Pour éviter de me calimériser, je songe que l'an dernier la mesure avait touché Carole M. (à l'époque j'étais "jeune CDD migrant" en Corse et j'avais autre chose en tête) et je n'avais rien dit, je n’étais pas Carole M. (et je ne le suis toujours pas à l’heure qu’il est, 13h46, mais la journée est loin d’être finie.) Et quand ils sont venus me chercher cette année pour faire un exemple, Carole M. n'a rien dit, elle bossait moins que moi et mon absence du planning allait lui ouvrir un boulevard... le temps qu'elle atteigne elle aussi les 80 jours d'espérance de vie, un peu comme dans L'âge de Cristal, quoi. 

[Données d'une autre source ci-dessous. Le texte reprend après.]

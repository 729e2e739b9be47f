//! Engine events
//!
//! Events are what the surrounding page code observes: countdown telemetry,
//! capture progress, scores and the terminal feedback of each round.

use std::fmt;
use std::time::Duration;

/// Message shown when no still could be taken
pub const CAPTURE_FAILED_MESSAGE: &str = "Failed to capture image";

/// Message shown when the scoring backend could not be reached
pub const ANALYSIS_FAILED_MESSAGE: &str = "Failed to analyze. Please try again.";

/// UI-observable engine event
#[derive(Debug, Clone, PartialEq)]
pub enum EngineEvent {
    /// Time left before capture triggers
    Countdown { remaining: Duration },
    /// Frame `current` of `total` is about to be captured
    CaptureProgress { current: u32, total: u32 },
    /// Capture progress fields were reset for the next round
    ProgressCleared,
    /// Evidence is (or is no longer) being evaluated
    Analyzing(bool),
    /// Latest score on the 0-100 scale
    ScoreUpdated(u8),
    /// Gesture accepted
    Success,
    /// Dismissable feedback for the learner
    Feedback { message: String, score: u8 },
    /// The caller paused while a capture sequence was running
    RoundCancelled,
}

impl EngineEvent {
    /// Countdown reset to a full threshold
    pub fn countdown(remaining: Duration) -> Self {
        EngineEvent::Countdown { remaining }
    }

    pub fn feedback(message: impl Into<String>, score: u8) -> Self {
        EngineEvent::Feedback {
            message: message.into(),
            score,
        }
    }

    /// Terminal events end a round from the learner's point of view
    pub fn is_terminal(&self) -> bool {
        matches!(
            self,
            EngineEvent::Success | EngineEvent::Feedback { .. } | EngineEvent::RoundCancelled
        )
    }
}

impl fmt::Display for EngineEvent {
    fn fmt(&self, f: &mut fmt::Formatter<'_>) -> fmt::Result {
        match self {
            EngineEvent::Countdown { remaining } if remaining.is_zero() => write!(f, "Sending..."),
            EngineEvent::Countdown { remaining } => {
                write!(f, "Next check: {:.1}s", remaining.as_secs_f32())
            }
            EngineEvent::CaptureProgress { current, total } => {
                write!(f, "Capturing frame {}/{}", current, total)
            }
            EngineEvent::ProgressCleared => write!(f, "Ready"),
            EngineEvent::Analyzing(true) => write!(f, "Analyzing..."),
            EngineEvent::Analyzing(false) => write!(f, "Analysis finished"),
            EngineEvent::ScoreUpdated(score) => write!(f, "Score: {}", score),
            EngineEvent::Success => write!(f, "Success!"),
            EngineEvent::Feedback { message, score } => {
                write!(f, "Score: {}/100 - {}", score, message)
            }
            EngineEvent::RoundCancelled => write!(f, "Paused"),
        }
    }
}

#[cfg(test)]
mod tests {
    use super::*;

    #[test]
    fn test_event_display() {
        assert_eq!(
            EngineEvent::countdown(Duration::from_millis(2500)).to_string(),
            "Next check: 2.5s"
        );
        assert_eq!(EngineEvent::countdown(Duration::ZERO).to_string(), "Sending...");
        assert_eq!(
            EngineEvent::CaptureProgress { current: 2, total: 3 }.to_string(),
            "Capturing frame 2/3"
        );
        assert_eq!(
            EngineEvent::feedback("Bend your index finger", 42).to_string(),
            "Score: 42/100 - Bend your index finger"
        );
    }

    #[test]
    fn test_terminal_events() {
        assert!(EngineEvent::Success.is_terminal());
        assert!(EngineEvent::feedback(CAPTURE_FAILED_MESSAGE, 0).is_terminal());
        assert!(!EngineEvent::ScoreUpdated(10).is_terminal());
        assert!(!EngineEvent::Analyzing(true).is_terminal());
    }
}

En apprenant ma mise à pied, alors que je mettais les bouchées doubles cette année encore pour prouver ma mobilité en allant bosser dans d'autres régions et leur démerder le coup en faisant l'ambulance pour les vacances et les week-ends, je me dis qu'il faut que je sois hyper-vigilant pour que l'inactivité forcée ne me fasse pas retomber dans mes pires travers de porc, le téléchargement illégal, la pornographie en ligne, signes de radicalisation sur internet et de déni du réel, et pire si affinités.
J'ai suggéré à mes collègues CDI de lancer une pétition de soutien genre « Ca nous rendra pas Steve mais ça nous rendra peut-être Warsen », je voyais déjà les cases à cocher au bas du tract :
Je manifeste mon soutien à cette noble cause en donnant :
- 100 000 €
- une clé de douze
- un organe de mon choix mais pas trop vital quand même
mais il n'y a personne de moins mobilisable qu'un salarié qui a le ventre plein et qui n'a pas lu l'Entr'aide de Paolo Servigne. Pour l’instant, je ne me plains pas de cette carence, et me débrouille pour n’être pas oisif, car l’oisiveté est mère de tous les vices.
Mais à mon âge et vu mon poids, pour rebondir dans le privé, il va me falloir un plus gros élastique.